Vuelve a analizar los orígenes del atentado que sufrio a manos de dos flamencos hace ya dos años y en el que estuvo a punto de perder la vida. Ahora está dispuesto a tomar una decisión rápida. Esta vez debo de poner todo el empeño en resolver pronto este maldito asunto —piensa Su Majestad mientras vuelve a releer los papeles que tiene en la mano—. Una cosa es atentar contra mi persona y otra contra el Imperio. Esto no puede dejarse así. Decidido, coge la campanilla que hay sobre la mesa y la hace sonar con fuerza para que acuda su fiel ayuda de cámara.

Juan Ruiz de Velasco llevaba como mayordomo real trece años. Ya su padre, Enrique, había estado al servicio del Emperador durante diez años y cuando este se retiró a Extremadura y abdicó en su hijo, allá por el año del Señor de 1556, marchó con el Emperador a su retiro y él se vio como ayuda de cámara del nuevo Rey; primero en Toledo y después en 1561 en Madrid, cuando Su Majestad decidió trasladar la Corte a la que sería la nueva capital del Reino.

—Majestad —respondió el mayordomo al aviso.

—¿Qué hora es Juan? —preguntó el Rey desde su escritorio.

—Falta algo menos de una hora para el amanecer Majestad. ¿Se encuentra bien? ¿Aviso a los médicos?

—No Juan, esto no es cosa de médicos. Quiero que mandes a alguien al palacio de mi Secretario y que venga inmediatamente al Alcázar. En cuanto llegue le traes aquí, a mis aposentos.
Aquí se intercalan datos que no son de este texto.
//! Credential resolution and cleanup lifecycle
//!
//! [`CredentialResolver`] is the single owner of the "last resolved" slot:
//! `resolve` fills it, `cleanup` consumes it. The two entry points are two
//! halves of one coordinated unit; nothing else touches the slot.
//!
//! The slot is guarded by a mutex, making the cross-request contract an
//! explicit last-write-wins: a resolve overwrites whatever a prior request
//! stored, and a cleanup retires whichever credential set was stored most
//! recently. Successful cleanup clears the slot so a repeated cleanup does
//! not issue a second deletion for the same reference.

use crate::authority::CredentialAuthority;
use crate::binding::{parse_binding_document, CredentialSet, CREDENTIAL_REF_FIELD};
use crate::error::DiagError;
use parking_lot::Mutex;
use serde_json::Value;
use std::sync::Arc;

/// Credential set retained from the most recent successful resolution.
#[derive(Debug, Clone, PartialEq)]
pub struct ResolvedBinding {
    /// Offering the set was extracted from
    pub offering: String,
    /// Post-interpolation credential set
    pub credentials: CredentialSet,
}

/// What a cleanup call did.
#[derive(Debug, Clone, PartialEq, Eq)]
pub enum CleanupOutcome {
    /// Nothing had been resolved yet; no deletion was issued.
    Skipped,
    /// The stored credential's backing entry was deleted by name.
    Deleted { name: String },
}

/// Resolves binding credentials through an authority and retires them later.
pub struct CredentialResolver {
    authority: Arc<dyn CredentialAuthority>,
    state: Mutex<Option<ResolvedBinding>>,
}

impl CredentialResolver {
    pub fn new(authority: Arc<dyn CredentialAuthority>) -> Self {
        Self {
            authority,
            state: Mutex::new(None),
        }
    }

    /// Parse `raw`, interpolate it, and extract the credential set of the
    /// first binding instance under `offering`.
    ///
    /// The interpolated set is stored as the current resolution (overwriting
    /// any prior one) and returned. Parse failures abort before any
    /// authority call is made.
    pub async fn resolve(&self, raw: &str, offering: &str) -> Result<CredentialSet, DiagError> {
        let doc = parse_binding_document(raw)?;
        let interpolated = self.authority.interpolate(&doc).await?;

        let instances = interpolated
            .offering(offering)
            .ok_or_else(|| DiagError::OfferingNotFound(offering.to_string()))?;
        let first = instances
            .first()
            .ok_or_else(|| DiagError::NoBindingInstances(offering.to_string()))?;
        let credentials = first
            .credentials
            .clone()
            .ok_or_else(|| DiagError::CredentialsFieldMissing(offering.to_string()))?;

        tracing::info!(
            offering = %offering,
            fields = credentials.len(),
            authority = self.authority.name(),
            "resolved binding credentials"
        );

        *self.state.lock() = Some(ResolvedBinding {
            offering: offering.to_string(),
            credentials: credentials.clone(),
        });

        Ok(credentials)
    }

    /// Retire the most recently resolved credential set.
    ///
    /// No-op when nothing has been resolved. Otherwise the stored set's
    /// `credhub-ref` field names the entry to delete; the slot is cleared
    /// only after the authority acknowledges the deletion, and only if it
    /// still holds the set that was just retired.
    pub async fn cleanup(&self) -> Result<CleanupOutcome, DiagError> {
        let stored = self.state.lock().clone();
        let Some(binding) = stored else {
            tracing::debug!("cleanup requested with nothing resolved, skipping");
            return Ok(CleanupOutcome::Skipped);
        };

        let name = match binding.credentials.get(CREDENTIAL_REF_FIELD) {
            Some(Value::String(name)) => name.clone(),
            _ => {
                return Err(DiagError::ReferenceFieldMissing {
                    field: CREDENTIAL_REF_FIELD,
                })
            }
        };

        self.authority.delete_by_name(&name).await?;

        // Consumed: a repeated cleanup must not delete the same entry twice.
        // Clear only our own generation; a resolve that landed while the
        // deletion was in flight keeps its slot for a later cleanup.
        {
            let mut slot = self.state.lock();
            if slot.as_ref() == Some(&binding) {
                *slot = None;
            }
        }
        tracing::info!(credential = %name, offering = %binding.offering, "retired credential");

        Ok(CleanupOutcome::Deleted { name })
    }

    /// Current contents of the resolution slot.
    pub fn last_resolved(&self) -> Option<ResolvedBinding> {
        self.state.lock().clone()
    }
}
—¿A sus aposentos Majestad?

—Si Juan, le traes directamente aquí.

—Muy bien Majestad, así se hará.

El ayuda de cámara salió presuroso de los aposentos reales. Ya sabía que en esas circunstancias al Rey no le gustaba esperar. Después de tantos años a su servicio ya estaba acostumbrado a los comportamientos extraños que Su Majestad tenía de vez en cuando. ¿Qué mosca le habrá picado? —pensaba Juan Ruiz de Velasco mientras daba las instrucciones precisas para poner en funcionamiento el palacio un día más—. Esta es la tercera noche que despierta de madrugada y ahora con este recado de buscar a don Antonio. A saber en qué andará metido para que el Rey le mande a buscar a estas horas.

No lejos del Alcázar, Antonio Pérez, Secretario de Estado además de confidente del Rey y probablemente el segundo hombre con más poder dentro del Imperio, dormía apaciblemente en su habitación cuando unos golpes en la puerta le despertaron.

—Excelencia, un emisario de Palacio pregunta por vos.

—Maldita sea ¿qué quiere? —contestó el Secretario de Estado con evidente mal humor.

—Se le requiere en Palacio inmediatamente.

—¿A estas horas? Pero si es de noche todavía. ¡Por Dios! ¿Ha ocurrido algo?

—No lo sé Excelencia. Pero dice que es el Rey en persona quien insiste para que vaya inmediatamente.

—¿El Rey? Está bien. Que tengan listo mi carruaje mientras yo me preparo.

—Como ordene Su Excelencia.

Antonio Pérez llevaba ya dos años como Secretario de Estado de Su Majestad desde que su padre Gonzalo Pérez muriera hacía ya tres años. Era el puesto que siempre había soñado. Desde él podía hacer y deshacer a su antojo sin tener que rendir cuentas con nadie. Su nacimiento había sido oscuro, sin embargo fue legitimado como hijo de Gonzalo Pérez en 1542 por el emperador Carlos I. Se crio en las tierras del príncipe de Éboli, donde se acostumbró a la buena vida y estudió en las universidades más prestigiosas de su tiempo como la de Alcalá de Henares, Salamanca, Lovaina, Venecia y Padua. Su padre le inició en los asuntos de Estado preparándole así para su más que prometedor futuro. En 1566 Felipe II le exigió que pusiera fin a su disoluta vida y se casara para firmar oficialmente su nombramiento como Secretario de Estado. Un año después contraía primeras nupcias con Juana de Coello, aunque eso no fue más que una pésima tapadera de cara al Monarca. El siguió frecuentando a Ana de Mendoza, princesa de Éboli, además de seguir llevando una vida de lujo y ostentación con lo que tenía que recurrir a turbios asuntos cargados de corruptelas. Esta era la primera vez que el Rey le hacía ir a Palacio de manera tan imprevista.